▶ **What the exercise asks**
Tell how many lines below include the word "entries". Only the number should appear.

*** Opening of Data shown ***

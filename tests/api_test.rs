mod helpers;

use axum::body::Body;
use axum::http::{Request, StatusCode};
use axum::Router;
use ecocup_ledger::api::build_router;
use ecocup_ledger::models::*;
use helpers::*;
use serde_json::{json, Value};
use tower::ServiceExt;

fn router() -> (TestLedger, Router) {
    let ledger = TestLedger::new();
    let app = build_router(ledger.app.clone());
    (ledger, app)
}

async fn send(app: &Router, method: &str, uri: &str, body: Option<Value>) -> (StatusCode, Vec<u8>) {
    let request = Request::builder()
        .method(method)
        .uri(uri)
        .header("content-type", "application/json");
    let request = match body {
        Some(body) => request.body(Body::from(body.to_string())),
        None => request.body(Body::empty()),
    }
    .expect("Failed to build request");

    let response = app.clone().oneshot(request).await.expect("Router failed");
    let status = response.status();
    let bytes = axum::body::to_bytes(response.into_body(), usize::MAX)
        .await
        .expect("Failed to read body");
    (status, bytes.to_vec())
}

fn error_code(body: &[u8]) -> String {
    let value: Value = serde_json::from_slice(body).expect("error body is json");
    value["code"].as_str().unwrap_or_default().to_string()
}

fn topup(account_id: &str, amount: &str, reference: &str) -> Value {
    json!({
        "account_id": account_id,
        "entry_type": "credit",
        "amount": amount,
        "reference_type": "topup",
        "reference_id": reference,
    })
}

#[tokio::test]
async fn test_health() {
    let (_, app) = router();
    let (status, body) = send(&app, "GET", "/health", None).await;
    assert_eq!(status, StatusCode::OK);
    let value: Value = serde_json::from_slice(&body).unwrap();
    assert_eq!(value["status"], "healthy");
}

#[tokio::test]
async fn test_post_entry_then_read_wallet() {
    let (_, app) = router();
    let (status, body) = send(&app, "POST", "/entries", Some(topup("alice", "100000", "VNP-1"))).await;
    assert_eq!(status, StatusCode::OK);
    let posted: PostedEntry = serde_json::from_slice(&body).unwrap();
    assert!(!posted.replayed);
    assert_eq!(posted.balance_after(), dec(100_000));

    let (status, body) = send(&app, "GET", "/wallets/alice", None).await;
    assert_eq!(status, StatusCode::OK);
    let account: WalletAccount = serde_json::from_slice(&body).unwrap();
    assert_eq!(account.balance, dec(100_000));
    assert!(!account.frozen);

    let (status, body) = send(&app, "GET", "/wallets/alice/entries?limit=10", None).await;
    assert_eq!(status, StatusCode::OK);
    let entries: Vec<LedgerEntry> = serde_json::from_slice(&body).unwrap();
    assert_eq!(entries.len(), 1);
}

#[tokio::test]
async fn test_business_errors_map_to_statuses() {
    let (ledger, app) = router();
    ledger.fund("alice", 10_000).await;

    let debit = json!({
        "account_id": "alice",
        "entry_type": "debit",
        "amount": "50000",
        "reference_type": "partner_payment",
    });
    let (status, body) = send(&app, "POST", "/entries", Some(debit)).await;
    assert_eq!(status, StatusCode::UNPROCESSABLE_ENTITY);
    assert_eq!(error_code(&body), "insufficient_funds");

    let (status, body) = send(&app, "GET", "/wallets/nobody", None).await;
    assert_eq!(status, StatusCode::NOT_FOUND);
    assert_eq!(error_code(&body), "account_not_found");

    let zero = topup("alice", "0", "VNP-0");
    let (status, body) = send(&app, "POST", "/entries", Some(zero)).await;
    assert_eq!(status, StatusCode::BAD_REQUEST);
    assert_eq!(error_code(&body), "invalid_amount");
}

#[tokio::test]
async fn test_freeze_requires_admin_and_blocks_debits() {
    let (ledger, app) = router();
    ledger.fund("alice", 10_000).await;

    let stranger = json!({ "actor": { "kind": "user", "id": "alice" } });
    let (status, body) = send(&app, "POST", "/wallets/alice/freeze", Some(stranger)).await;
    assert_eq!(status, StatusCode::FORBIDDEN);
    assert_eq!(error_code(&body), "unauthorized");

    let admin = json!({ "actor": { "kind": "admin", "id": ADMIN_ID } });
    let (status, _) = send(&app, "POST", "/wallets/alice/freeze", Some(admin)).await;
    assert_eq!(status, StatusCode::OK);

    let debit = json!({
        "account_id": "alice",
        "entry_type": "debit",
        "amount": "1000",
        "reference_type": "withdrawal",
    });
    let (status, body) = send(&app, "POST", "/entries", Some(debit)).await;
    assert_eq!(status, StatusCode::LOCKED);
    assert_eq!(error_code(&body), "wallet_frozen");
}

#[tokio::test]
async fn test_payment_lifecycle_over_http() {
    let (ledger, app) = router();

    let payment = json!({
        "user_id": "alice",
        "amount": "75000",
        "payment_method": "vnpay",
        "transaction_type": "topup",
        "gateway_txn_ref": "VNP-HTTP-1",
    });
    let (status, body) = send(&app, "POST", "/payments", Some(payment)).await;
    assert_eq!(status, StatusCode::CREATED);
    let created: PaymentTransaction = serde_json::from_slice(&body).unwrap();
    assert_eq!(created.status, PaymentStatus::Pending);

    let unknown = json!({ "status": "completed" });
    let (status, body) = send(&app, "POST", "/payments/callbacks/VNP-404", Some(unknown)).await;
    assert_eq!(status, StatusCode::CONFLICT);
    assert_eq!(error_code(&body), "external_reference_mismatch");

    let completed = json!({ "status": "completed", "external_transaction_id": "EXT-9" });
    let (status, _) = send(&app, "POST", "/payments/callbacks/VNP-HTTP-1", Some(completed)).await;
    assert_eq!(status, StatusCode::OK);
    assert_eq!(ledger.balance("alice").await, dec(75_000));

    let uri = format!("/payments/{}", created.payment_id);
    let (status, body) = send(&app, "GET", &uri, None).await;
    assert_eq!(status, StatusCode::OK);
    let stored: PaymentTransaction = serde_json::from_slice(&body).unwrap();
    assert_eq!(stored.status, PaymentStatus::Completed);
}

#[tokio::test]
async fn test_reconciliation_endpoint_validates_period() {
    let (_, app) = router();
    let uri = "/reconciliation?period_start=2024-06-02T00:00:00Z&period_end=2024-06-01T00:00:00Z";
    let (status, body) = send(&app, "GET", uri, None).await;
    assert_eq!(status, StatusCode::BAD_REQUEST);
    assert_eq!(error_code(&body), "validation_error");
}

*** Close of Data shown ***

▶ **Task response**
7